I’ve begun to re-evaluate my stance on a cure. God. I hate that term. Cure. As if to imply there is something broken that needs to be fixed. I hate the perpetuation that disability makes us not normal. What is normal, anyway? I guess I have held the same position I’ve always had, but have not vocalized it until now. I want there to be a treatment to improve the lives of those of us with neuromuscular disabilities. I do not want us to worry about dying before we live out our lives. There has to be a way to balance accepting treatment with being proud to have a disability. I feel both.
I have felt too many losses. I’ve felt too many deaths. Above all, Ronnie. My best friend. Not a day goes by I don’t think of him. I loved that kid. Few understood the bond we shared – a deep friendship of understanding. I didn’t have many friends, but I always had Ronnie. We never had to say things because we understood what each other meant. I know he talked to me about things none of us would share with others, though. Crazy Dom, always tagging behind Ronnie. The sight of us together was a fixture in our town. He took my Coolio CD and never gave it back. That still makes me laugh, to this day. Ronnie, Dom, and Bobby, always terrorizing the locals of Walbridge, OH and sometimes Mikey, Ron’s little brother. Ron would always yell at Mikey and he and I would share a smile because I always found it funny. I saw Mikey as my little brother, too.
Ron could be quiet around others, but always spoke to me. He was sweet to most people, especially the ladies. Then I abandoned him, to save myself from my home, and go to college. I didn’t want to leave him, but I did. I was always afraid to tell him the truth about me. I couldn’t lose Ronnie, that way. I had just got up the courage to tell Mikey I was Dominick now and I missed Ron. He told Ron, who said he didn’t care. We just got back in touch and he died a week later.

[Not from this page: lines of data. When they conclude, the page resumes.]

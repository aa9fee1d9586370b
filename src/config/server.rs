//! Server configuration

use serde::Deserialize;
use std::net::SocketAddr;
use std::time::Duration;

use super::error::ValidationError;

/// Server configuration
#[derive(Debug, Clone, Deserialize)]
pub struct ServerConfig {
    /// Host address to bind to
    #[serde(default = "default_host")]
    pub host: String,

    /// Port to listen on
    #[serde(default = "default_port")]
    pub port: u16,

    /// Environment name
    #[serde(default)]
    pub environment: Environment,

    /// Tracing filter directive
    #[serde(default = "default_log_level")]
    pub log_level: String,

    /// Request timeout in seconds
    #[serde(default = "default_request_timeout")]
    pub request_timeout_secs: u64,

    /// CORS allowed origins (comma-separated)
    pub cors_origins: Option<String>,
}

/// Application environment
#[derive(Debug, Clone, Copy, Deserialize, PartialEq, Eq, Default)]
#[serde(rename_all = "lowercase")]
pub enum Environment {
    #[default]
    Development,
    Staging,
    Production,
}

impl ServerConfig {
    /// Socket address to bind to.
    pub fn socket_addr(&self) -> Result<SocketAddr, ValidationError> {
        let raw = format!("{}:{}", self.host, self.port);
        raw.parse()
            .map_err(|_| ValidationError::InvalidBindAddress(raw))
    }

    pub fn request_timeout(&self) -> Duration {
        Duration::from_secs(self.request_timeout_secs)
    }

    /// Check if running in production
    pub fn is_production(&self) -> bool {
        self.environment == Environment::Production
    }

    /// CORS origins, trimmed, empty entries dropped.
    pub fn cors_origins_list(&self) -> Vec<String> {
        self.cors_origins
            .as_deref()
            .map(|s| {
                s.split(',')
                    .map(str::trim)
                    .filter(|s| !s.is_empty())
                    .map(str::to_string)
                    .collect()
            })
            .unwrap_or_default()
    }

    /// Validate server configuration
    pub fn validate(&self) -> Result<(), ValidationError> {
        if self.port == 0 {
            return Err(ValidationError::InvalidPort);
        }
        if !(1..=300).contains(&self.request_timeout_secs) {
            return Err(ValidationError::InvalidTimeout);
        }
        self.socket_addr()?;
        Ok(())
    }
}

impl Default for ServerConfig {
    fn default() -> Self {
        Self {
            host: default_host(),
            port: default_port(),
            environment: Environment::default(),
            log_level: default_log_level(),
            request_timeout_secs: default_request_timeout(),
            cors_origins: None,
        }
    }
}

fn default_host() -> String {
    "0.0.0.0".to_string()
}

fn default_port() -> u16 {
    8080
}

fn default_log_level() -> String {
    "info,trip_spark=debug,sqlx=warn".to_string()
}

fn default_request_timeout() -> u64 {
    30
}

#[cfg(test)]
mod tests {
    use super::*;

    #[test]
    fn defaults_listen_on_all_interfaces() {
        let config = ServerConfig::default();
        assert_eq!(config.socket_addr().unwrap().to_string(), "0.0.0.0:8080");
        assert_eq!(config.environment, Environment::Development);
        assert_eq!(config.request_timeout(), Duration::from_secs(30));
    }

    #[test]
    fn unparsable_host_is_rejected() {
        let config = ServerConfig {
            host: "not a host".to_string(),
            ..Default::default()
        };
        assert!(matches!(
            config.validate(),
            Err(ValidationError::InvalidBindAddress(_))
        ));
    }

    #[test]
    fn cors_origins_skip_blank_entries() {
        let config = ServerConfig {
            cors_origins: Some("http://localhost:5173, ,http://localhost:3000".to_string()),
            ..Default::default()
        };
        assert_eq!(
            config.cors_origins_list(),
            vec!["http://localhost:5173", "http://localhost:3000"]
        );
    }

    #[test]
    fn timeout_must_be_within_bounds() {
        for secs in [0, 301] {
            let config = ServerConfig {
                request_timeout_secs: secs,
                ..Default::default()
            };
            assert!(matches!(config.validate(), Err(ValidationError::InvalidTimeout)));
        }

        let config = ServerConfig {
            request_timeout_secs: 300,
            ..Default::default()
        };
        assert!(config.validate().is_ok());
    }

    #[test]
    fn port_zero_is_rejected() {
        let config = ServerConfig {
            port: 0,
            ..Default::default()
        };
        assert!(matches!(config.validate(), Err(ValidationError::InvalidPort)));
    }
}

My heart broke into a million pieces. Not Ronnie.
How many others have there been?
Brian. Brandi. Adam. Billy. Dustin. Lisa. Cristi. Matt. Catherine. Stephanie. Terry. Mark. Caleb. James. Jordan. Donnie. Tony. Daniel.
The list goes on and on of all the kids I know who have passed away from complications exacerbated by their neuromuscular condition. These were all kids in their late teens or 20s. One made it past 30. Just barely. How can I ignore the fact that many of us do face a higher rate of death before 30?
Then there is those of us with the milder neuromuscular diseases. SMA III. LGMD. CMT. We may or may not die early. Who knows? Probably not. We are the ones who must bear silent witness to the deaths. We are the survivors who must face each loss. We feel guilt that we are left behind. Why us? Why not them? Why have we been spared? That is survivor’s guilt, which feels the twist of the knife a little further due to each death. We must carry the burden of remembering and hope we do the memories of our NMD brothers and sisters the justice they deserve.
Yes. I want this treatment, so more do not die. So those of us alive have more mobility and less chance of illness. We are not broken, though. At least not by our disability and to treat us as such is a slap in the face. We are people who have endured more than multiple lifetimes for others and we are okay with that. We should be respected as human beings are, and treated just like everyone else.
As the losses pile up, I recall all of the dead I wish I could talk to again. Not just those I’ve lost to NMDs.
Noonie. My Dad, Davey Boy. Max. Jack. I miss them all. It seems like too much. I begin to question life. Why are we here? Where do the dead go? Do we have souls? What happens if I’m not ready to die?
Because I’m not. I have much more life to live. Every death brings the questions. The uncertainty in Ash’s eyes. The asking me not to die. The lump in our throats at the thought of losing one another. How can I promise her when I do not know? I have no idea how long I will be a physical presence in this Earthly plane. I do not want to die, but I am drowning from all the loss.
I love you, Ronnie. Happy Birthday. You would be 32 tomorrow. I live for you. I go on, knowing you would want me to, but carry you with me, in my heart. Always.
God, Dom, I GET this. The “bearing silent witness part” – yeah. I’m one of the “lucky” ones, with very little muscle strength but minimal respiratory involvement (haven’t seen a pulmonolgist in over a decade). But to be over 30 with SMA 1/2 means to lose friend after friend, now to watch friends who are parents of SMA kids go through it all… It reminds me, actually, of how my older gay friends talk about the 80’s re: HIV/AIDS. And we – you and I, Dom – must acknowledge the psychological trauma of being survivors. Because every grief experience evokes every previous grief, and they pile up, layer upon layer. I get it. And if you ever want to talk to someone who you don’t have to explain anything to, you know where to find me.